Voici 7 documents qui rapportent le rôle important joué par cette famille:

 

 

 

 

              DOCUMENT 6 :

 


Etudes corses 8

 

     DOCUMENT 7:

                         

Giovanni della Grossa (1388-1464), CRONICHE.

 

Et ils prirent Sambucucciu pour chef.

" Après la mort du gouverneur Tridano, la nouvelle courut à travers toute la Corse et, subitement, les Seigneurs de l'île commençaient à vouloir retrouver leurs seigneuries. Et à la population de Corse de les en empêcher. Dans la région de Marana et dans le domaine qui avait été celui des Cortinchi, ils s'unirent et firent tomber les seigneurs qui n'avaient pas pu récupérer leurs seigneuries. Et ils prirent Sambucucciu d'Alandu pour chef, ainsi que Francescu d'Evisa. Ils passèrent les monts, en allant en direction du midi. Dans la piève de Vico et pour le reste de la Cinarca, ils bénéficièrent du concours d'autres populations. Ils soumirent les seigneurs de la Cinarca qui étaient revenus dans leur seigneurie, ainsi que d'autres seigneurs d'autres seigneuries. Ce faisant, de l'autre côté, ils allèrent à Gênes pour demander un gouverneur. En entendant que le gouverneur Tridano était mort, puis la requête des populations de Corse, et sachant que celles-ci combattaient les seigneurs pour qu'ils ne puissent récupérer leurs anciennes terres, considérant que la persévérance de la population de Corse méritait la générosité et l'affection de la seigneurie de Gênes, le Doge et son conseil décidèrent d'envoyer un gouverneur. Et ils envoyèrent Giovanni di Magnera, lequel vint en Corse et commença à vouloir faire justice et à donner des ordres conformes à son office. Les Cascionacci, cruels occiseurs de Tridano, redoutant le châtiment qui leur était dû, avaient formé un escadron. Le gouverneur ne pouvait pas reprendre la Corse, même si la population le soutenait, et qu'il tenait le camp face aux Cascionacci et aux Rusticacci, qui avançaient avec des escadrons tellement importants qu'à la fin la population supplia Gênes: tant que le parti des Cascionacci estimait que le gouverneur Giovanni était partial, on ne pouvait faire autrement que d'envoyer un autre gouverneur afin de remédier à la discorde corse."

 

 

Résumons en quelques lignes ce que nous apprennent ces divers documents:

 

      A partir de 1365, deux factions politiquement opposées se formèrent, se dressèrent violemment l'une contre l'autre et précipitèrent l'ensemble de l'île dans l'anarchie la plus complète.

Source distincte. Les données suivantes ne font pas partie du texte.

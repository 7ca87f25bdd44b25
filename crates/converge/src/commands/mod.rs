pub mod firewall;

use anyhow::Context;
use converge_cloud::{FirewallReconciler, WaitConfig};
use converge_cloud_hetzner::{HetznerClient, HetznerConfig};
use converge_config::CredentialSources;
use std::path::PathBuf;
use std::time::Duration;

/// Settings shared by every command
pub struct Options {
    pub api_token: Option<String>,
    pub api_endpoint: Option<String>,
    pub config: Option<PathBuf>,
    pub check: bool,
    pub wait_timeout: u64,
}

impl Options {
    pub fn client(&self) -> anyhow::Result<HetznerClient> {
        let credentials = CredentialSources {
            api_token: self.api_token.clone(),
            api_endpoint: self.api_endpoint.clone(),
            config_path: self.config.clone(),
        }
        .resolve()?;

        tracing::debug!("Using API endpoint {}", credentials.api_endpoint);
        HetznerClient::new(HetznerConfig::new(
            credentials.api_endpoint,
            credentials.api_token,
        ))
        .context("Failed to create API client")
    }

    pub fn reconciler<'a>(&self, client: &'a HetznerClient) -> FirewallReconciler<'a, HetznerClient> {
        FirewallReconciler::new(client)
            .with_dry_run(self.check)
            .with_wait(WaitConfig::default().with_timeout(Duration::from_secs(self.wait_timeout)))
    }
}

                       - La première, dirigée par les Caggionacci ( issus d'Altiani), avait pris le parti du roi d'Aragon qui, soutenu par de nombreux seigneurs du Sud, avait des vues de souveraineté sur la Corse.

                       - La seconde, composée des Ristagnacci ( issus de Casta) et de leurs partisans, avait choisi d'apporter leur soutien à Gênes.

      Toutes deux en vinrent rapidement à des luttes sanglantes. A Venzolasca, lors d'une rencontre organisée par Gênes pour mettre un terme à ce conflit, un Caggionacci assassina d'un coup de poignard le gouverneur génois Tridano della Torre. Cet acte entraîna la Corse entière dans une terrible guerre civile.

      Arrigu della Rocca, seigneur du Sud, exilé en Aragon, rentra sur l'île pour reprendre la conquête de la Corse au nom du roi d'Aragon. Il prit parti pour les Caggionacci et s'empara, avec leur aide, de la Cinarca, puis de Biguglia, Nonza et Brandu avant de se rendre maître de l' ensemble de l' ïle. Ses partisans le proclamèrent alors " Conte del Regno di Corsica".

      Il institua une administration régulière et donna à la Corse une période de repos et une paix qui se prolongea durant quatre ans .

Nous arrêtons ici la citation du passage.